A similar legal challenge was rejected at Edinburgh’s Court of Session earlier this week, and an appeal against that decision was heard on Thursday.
The judges are expected to announce their decision later.
The prime minister announced on 28 August he wanted to shut down Parliament, a process known as proroguing, for five weeks ahead of a Queen’s Speech on 14 October.
His political opponents argued at the time that Mr Johnson’s aim was to avoid parliamentary scrutiny and to stop them passing legislation that would prevent the UK leaving the European Union without a deal on 31 October.
The UK government insisted this was not the case and said the aim of proroguing Parliament was to allow Mr Johnson to set out his legislative plans in the Queen’s Speech while still allowing sufficient time for MPs to debate Brexit.
A bill designed to prevent a no-deal Brexit has since been passed by MPs and is expected to gain royal assent before the shutdown next week.
In 2017, Gina Miller won a case which stopped ministers triggering the Article 50 process – by which the UK leaves the EU – without a vote in Parliament.
The latest case brought by Ms Miller was supported by a number of other parties, including former prime minister Sir John Major.
During the hearing, Lord Pannick QC said prorogation breached the legal principle of Parliamentary sovereignty.
He said the PM’s decision was “extraordinary” – both because of the “exceptional length” of the suspension and because Parliament would be “silenced” during the critical period leading up to the 31 October deadline.
Mr Johnson’s lawyers argued prorogation was a political, not a legal, matter.
Rejecting the case, Lord Burnett said: “We have concluded that, whilst we should grant permission to apply for judicial review, the claim must be dismissed.”
The three judges are expected to give their reasons for dismissing the case in writing next week.
We don’t know why Gina Miller lost, but we have an idea of what will be before the Supreme Court.
Ms Miller’s team accepts Boris Johnson can ask the Queen to shut down Parliament.
But they argued an exceptional five-week prorogation was an abuse of his executive powers.

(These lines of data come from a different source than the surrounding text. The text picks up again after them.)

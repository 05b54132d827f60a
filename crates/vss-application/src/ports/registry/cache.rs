//! Embedding Cache Registry

use std::sync::Arc;

use vss_domain::constants::EMBEDDING_CACHE_CAPACITY;
use vss_domain::ports::providers::EmbeddingCacheProvider;

/// Configuration for embedding cache creation
#[derive(Debug, Clone)]
pub struct CacheProviderConfig {
    /// Provider name (e.g., "moka", "null")
    pub provider: String,
    /// Maximum number of cached embeddings
    pub capacity: usize,
}

impl CacheProviderConfig {
    /// Create a new config with the given provider name and default capacity
    pub fn new(provider: impl Into<String>) -> Self {
        Self {
            provider: provider.into(),
            capacity: EMBEDDING_CACHE_CAPACITY,
        }
    }

    /// Set the capacity
    pub fn with_capacity(mut self, capacity: usize) -> Self {
        self.capacity = capacity;
        self
    }
}

/// Registry entry for embedding caches
pub struct CacheProviderEntry {
    /// Unique provider name (e.g., "moka", "null")
    pub name: &'static str,
    /// Human-readable description
    pub description: &'static str,
    /// Factory function to create provider instance
    pub factory: fn(&CacheProviderConfig) -> Result<Arc<dyn EmbeddingCacheProvider>, String>,
}

// Auto-collection via linkme distributed slices - providers submit entries at compile time
#[linkme::distributed_slice]
pub static CACHE_PROVIDERS: [CacheProviderEntry] = [..];

/// Resolve embedding cache by name from registry
pub fn resolve_cache_provider(
    config: &CacheProviderConfig,
) -> Result<Arc<dyn EmbeddingCacheProvider>, String> {
    let provider_name = &config.provider;

    for entry in CACHE_PROVIDERS {
        if entry.name == provider_name {
            return (entry.factory)(config);
        }
    }

    let available: Vec<&str> = CACHE_PROVIDERS.iter().map(|e| e.name).collect();

    Err(format!(
        "Unknown cache provider '{provider_name}'. Available providers: {available:?}"
    ))
}

/// List all registered embedding caches as (name, description) tuples
pub fn list_cache_providers() -> Vec<(&'static str, &'static str)> {
    CACHE_PROVIDERS
        .iter()
        .map(|e| (e.name, e.description))
        .collect()
}
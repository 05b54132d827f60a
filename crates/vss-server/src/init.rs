//! Service initialization
//!
//! Loads configuration, sets up logging and the search context, then
//! dispatches to a one-shot test job or the stdin job loop.

use std::path::PathBuf;
use std::sync::Arc;

use tokio::io::BufReader;
use tracing::info;
use vss_application::SearchPipeline;
use vss_infrastructure::config::{AppConfig, ConfigLoader};
use vss_infrastructure::di::init_search_context;
use vss_infrastructure::error_ext::ErrorContext;
use vss_infrastructure::logging::init_logging;

use crate::handler::JobHandler;
use crate::runtime::{serve_lines, write_response};

/// How the service should run
#[derive(Debug, Clone, Default)]
pub struct RunOptions {
    /// Configuration file
    pub config_path: Option<PathBuf>,
    /// A single job given inline
    pub test_input: Option<String>,
    /// A single job read from a file
    pub test_input_file: Option<PathBuf>,
    /// Load the model before the first job
    pub warm_up: bool,
}

/// Run the service
pub async fn run(options: RunOptions) -> Result<(), Box<dyn std::error::Error>> {
    let config = load_config(&options)?;
    init_logging(&config.logging)?;
    info!(version = env!("CARGO_PKG_VERSION"), "Starting visual search service");

    let context = init_search_context(&config, options.warm_up).await?;
    let handler = JobHandler::new(Arc::new(SearchPipeline::new(context)));

    let test_job = match (&options.test_input, &options.test_input_file) {
        (Some(inline), _) => Some(inline.clone()),
        (None, Some(path)) => Some(
            tokio::fs::read_to_string(path)
                .await
                .io_context(format!("Failed to read {}", path.display()))?,
        ),
        (None, None) => None,
    };

    let mut stdout = tokio::io::stdout();
    match test_job {
        Some(job) => {
            let response = handler.handle_json(&job).await;
            write_response(&mut stdout, &response).await?;
        }
        None => {
            let stdin = BufReader::new(tokio::io::stdin());
            serve_lines(&handler, stdin, stdout).await?;
        }
    }
    Ok(())
}

fn load_config(options: &RunOptions) -> Result<AppConfig, Box<dyn std::error::Error>> {
    let loader = match &options.config_path {
        Some(path) => ConfigLoader::new().with_config_path(path),
        None => ConfigLoader::new(),
    };
    Ok(loader.load()?)
}
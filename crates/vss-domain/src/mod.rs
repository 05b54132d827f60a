//! # Visual Search Service - Domain Layer
//!
//! Core types, errors and provider ports of the visual search pipeline.
//! This crate has no knowledge of concrete stores, models or runtimes.
//!
//! ## Modules
//!
//! | Module | Description |
//! |--------|-------------|
//! | [`value_objects`] | Keys, images, embeddings, rankings, metrics |
//! | [`ports`] | Object store, embedding model and cache contracts |
//! | [`error`] | Domain error type and `Result` alias |
//! | [`constants`] | Pipeline defaults |

/// Domain layer constants
pub mod constants;
/// Error handling types
pub mod error;
/// Provider ports
pub mod ports;
/// Value objects
pub mod value_objects;

pub use error::{Error, Result};
pub use value_objects::{
    CacheKey, EmbeddingVector, ObjectEntry, ObjectKey, ObjectPage, RankedEntry, RankedResult,
    RawImage, ScopeRequest, SearchMetrics, SearchOutcome,
};
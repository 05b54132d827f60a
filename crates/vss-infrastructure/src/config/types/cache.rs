//! Embedding cache configuration types

use serde::{Deserialize, Serialize};
use vss_application::ports::registry::CacheProviderConfig;
use vss_domain::constants::EMBEDDING_CACHE_CAPACITY;

use crate::constants::{DEFAULT_CACHE_PROVIDER, DISABLED_CACHE_PROVIDER};

/// Cache configuration
#[derive(Debug, Clone, PartialEq, Eq, Serialize, Deserialize)]
#[serde(default)]
pub struct CacheConfig {
    /// Cache enabled
    pub enabled: bool,

    /// Registered provider name
    pub provider: String,

    /// Maximum number of embeddings kept
    pub capacity: usize,
}

impl Default for CacheConfig {
    fn default() -> Self {
        Self {
            enabled: true,
            provider: DEFAULT_CACHE_PROVIDER.to_string(),
            capacity: EMBEDDING_CACHE_CAPACITY,
        }
    }
}

impl CacheConfig {
    /// Registry configuration; a disabled cache resolves to the null cache
    pub fn to_registry(&self) -> CacheProviderConfig {
        let provider = if self.enabled {
            self.provider.as_str()
        } else {
            DISABLED_CACHE_PROVIDER
        };
        CacheProviderConfig::new(provider).with_capacity(self.capacity)
    }
}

The problem in challenging that in court is that judges are there to enforce the law.
The government argues that the law is silent on how long a prorogation should be and that it doesn’t help the court judge whether Parliament actually wants to sit, or what would constitute “sufficient” time for considering Brexit – or indeed whether the entire affair is simply a giant political argument that’s no business of M’Lords and Ladies at all.
And that’s why the case is heading to the Supreme Court.
What other legal challenges are taking place?
In Scotland, a group of politicians are attempting to overturn a court ruling made on Wednesday that Mr Johnson’s plan to shut down parliament ahead of Brexit is, in fact, legal.
Lord Doherty, sitting at the Court of Session, said the prime minister had not broken any laws by asking the Queen for a five-week suspension as it was for Parliament and the electorate to judge the prime minister’s actions – not the courts.
The group of more than 70 largely pro-Remain politicians, headed by SNP MP Joanna Cherry, argues that Mr Johnson is exceeding his powers and attempting to undermine democracy by avoiding parliamentary scrutiny before the UK leaves the EU on 31 October.
After Lord Doherty’s ruling, a UK government spokesman said: “We welcome the court’s decision and hope that those seeking to use the judiciary to frustrate the government take note and withdraw their cases.”
In Belfast, a campaigner for victims of the Troubles is also bringing a case on Friday arguing that a no-deal exit from the EU could jeopardise the Northern Ireland peace process.
The lawyers of Raymond McCord – whose son was murdered by the loyalist Ulster Volunteer Force in 1997 – argue no-deal would endanger the Good Friday Agreement and that suspending Parliament is unconstitutional.
At a preliminary hearing on Thursday, a lawyer for the government argued for a delay to the case, saying the Labour-backed anti no-deal Brexit bill had “changed the paradigm” and altered the need for an urgent judgment.
But Mr McCord’s lawyer said the case was ready to proceed and while it “looked as if” the bill would become law, “we don’t know”.